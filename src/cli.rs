//! Command line interface for the `relaybridge` demo binary.
//!
//! Shared with the build script, which renders a man page from it.

use clap::Parser;

/// Command line arguments for the `relaybridge` binary.
#[derive(Debug, Parser)]
#[command(
    name = "relaybridge",
    version,
    about = "Send packets across an in-memory channel pair with a small frame limit"
)]
pub struct Cli {
    /// Number of packets to send.
    #[arg(short, long, default_value_t = 3)]
    pub count: usize,

    /// Size of each packet in bytes.
    #[arg(short = 's', long, default_value_t = 200)]
    pub packet_size: usize,

    /// Largest write the channel accepts, in bytes.
    #[arg(short, long, default_value_t = 48)]
    pub frame_limit: usize,

    /// Smallest write counted as a delivered chunk.
    #[arg(short, long, default_value_t = 16)]
    pub min_frame_size: usize,

    /// Delay between receive polls, in milliseconds.
    #[arg(short = 'd', long, default_value_t = 5)]
    pub update_delay_ms: u64,
}

#[cfg(test)]
mod tests {
    use clap::Parser;

    use super::Cli;

    #[test]
    fn defaults_fit_the_frame_limit() {
        let cli = Cli::parse_from(["relaybridge"]);
        assert_eq!(cli.count, 3);
        assert!(cli.min_frame_size <= cli.frame_limit);
    }

    #[test]
    fn parses_frame_options() {
        let cli = Cli::parse_from(["relaybridge", "--frame-limit", "20", "-m", "14", "-c", "9"]);
        assert_eq!(cli.frame_limit, 20);
        assert_eq!(cli.min_frame_size, 14);
        assert_eq!(cli.count, 9);
    }
}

------------------------------------------------

Work required: From the line containing "polls, in milliseconds." to the final line of the data, repeat each line exactly. Include both ends.

Answer space:
    /// Delay between receive polls, in milliseconds.
    #[arg(short = 'd', long, default_value_t = 5)]
    pub update_delay_ms: u64,
}

#[cfg(test)]
mod tests {
    use clap::Parser;

    use super::Cli;

    #[test]
    fn defaults_fit_the_frame_limit() {
        let cli = Cli::parse_from(["relaybridge"]);
        assert_eq!(cli.count, 3);
        assert!(cli.min_frame_size <= cli.frame_limit);
    }

    #[test]
    fn parses_frame_options() {
        let cli = Cli::parse_from(["relaybridge", "--frame-limit", "20", "-m", "14", "-c", "9"]);
        assert_eq!(cli.frame_limit, 20);
        assert_eq!(cli.min_frame_size, 14);
        assert_eq!(cli.count, 9);
    }
}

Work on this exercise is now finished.